If, in Gaul, the re-use of pieces of marble might suggest a veneration for the material itself, rather than for its associations, this is presumably not the case in Italy, for even those cities like Genoa and Pisa which were near marble quarries were concerned to import antique sarcophagi even in those centuries when the quarries were in production. The Pisans certainly got some of their inscriptions from Ostia, and it is likely that some of their sarcophagi came from the same place; Bozzo (1967, 12ff.) believes that the same conclusion must be drawn for Genoa, for which there are plentiful records of trade with Rome in the twelfth and thirteenth centuries, even if none detailing sarcophagi. The urns and sarcophagi of Amalfi are a matter of some dispute, but Manacorda (1979) is confident that the distribution of such vessels on the peninsula, reflecting as it does the largest limits of the Amalfitan State (his fig. 1, p.334), must indicate that they were brought in by the Republic, rather than in Antiquity - which, he acknowledges, is no more than Mommsen wrote in the last century (CIL 10.61).



Conclusion


The vogue for re-using decorated sarcophagi ended when they became collectors' items (although there are some examples of re-use in the twentieth century); this was the case by the early sixteenth century in Italy, and a little later in France. Plain stone chests were not for collecting, they were re-used time and again, and there are examples in Poitou as late as the seventeenth century (James 1977, 69). Supplies of decorated sarcophagi kept coming to light as a result of successive waves of population expansion. Thus the continuing fertility of the Alyscamps at Arles is confirmed by the account of the visit of Catherine de' Medici and Charles IX in 1564, when they chose several of the best specimens and eight porphyry columns from the church of Notre Dame de la Major (built on the line of the ancient walls and on the site of a temple, or so it is believed). All was loaded on to a boat, which then sank (Constans 1921, 368f.). Such permission to remove sarcophagi was special, for as early as 1518 the commune had forbidden strangers to take material from the Alyscamps without the consent of the consuls (ibid., loc. cit.). Even as late as 1806, Napoleon ordered columns of marble and granite to be taken from the traditional site of the `Temple of Diana' (on the heights by the amphitheatre) to decorate the Louvre (Benoît 1951, 34).  

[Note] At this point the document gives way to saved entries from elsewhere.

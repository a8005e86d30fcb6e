// SPDX-License-Identifier: Apache-2.0
// Copyright 2025 Ankit Kumar Pandey

//! Host Compute CLI
//!
//! Command-line front-end that runs one command in one container.

use clap::{Parser, Subcommand};

mod commands;

/// hcsctl - Run a command in a host compute container
#[derive(Parser)]
#[command(name = "hcsctl")]
#[command(author, version, about, long_about = None)]
pub struct Cli {
    /// Configuration file path
    #[arg(short, long, default_value = "hcsctl.yaml")]
    pub config: String,

    /// Enable verbose logging
    #[arg(short, long)]
    pub verbose: bool,

    #[command(subcommand)]
    pub command: Commands,
}

#[derive(Subcommand)]
pub enum Commands {
    /// Create a container, run the configured process in it and tear both down
    Run {
        /// Use the in-process simulated host instead of vmcompute.dll
        #[arg(long)]
        simulate: bool,
    },

    /// Validate a configuration file
    Validate {
        /// Path to the configuration file
        file: String,
    },
}

#[tokio::main]
async fn main() -> Result<(), Box<dyn std::error::Error>> {
    let cli = Cli::parse();

    // Initialize logging
    let log_level = if cli.verbose { "debug" } else { "info" };
    tracing_subscriber::fmt()
        .with_env_filter(log_level)
        .with_writer(std::io::stderr)
        .init();

    // Dispatch to command handlers
    match cli.command {
        Commands::Run { simulate } => commands::run::execute(&cli.config, simulate).await,
        Commands::Validate { file } => commands::validate::execute(&file).await,
    }
}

By such transfers, the stocks of sarcophagi were taken out of circulation into museums. But much has also been completely lost, especially since the Renaissance, as can be seen by comparing descriptions with survivals. Ravenna (perhaps a traditional plundering place, from the later Empire to the Malatesta) is a case in point: we know of forty Ravennate sarcophagi from descriptions alone - for the works themselves have vanished. Indeed, the Mausoleum of Bracciaforte, demolished in the seventeenth century, is known to have contained thirty sarcophagi (Lawrence 1939, 31): although a few survive (e.g. Zucchini 1968, Nos. 11, 26), the great majority of these have been lost since then - that is, during centuries which supposedly treasured the relics of antiquity. Similarly, of the great series of Imperial sarcophagi in Constantinople, and first listed in the tenth century, only four vessels and a few fragments survive (Grierson 1962).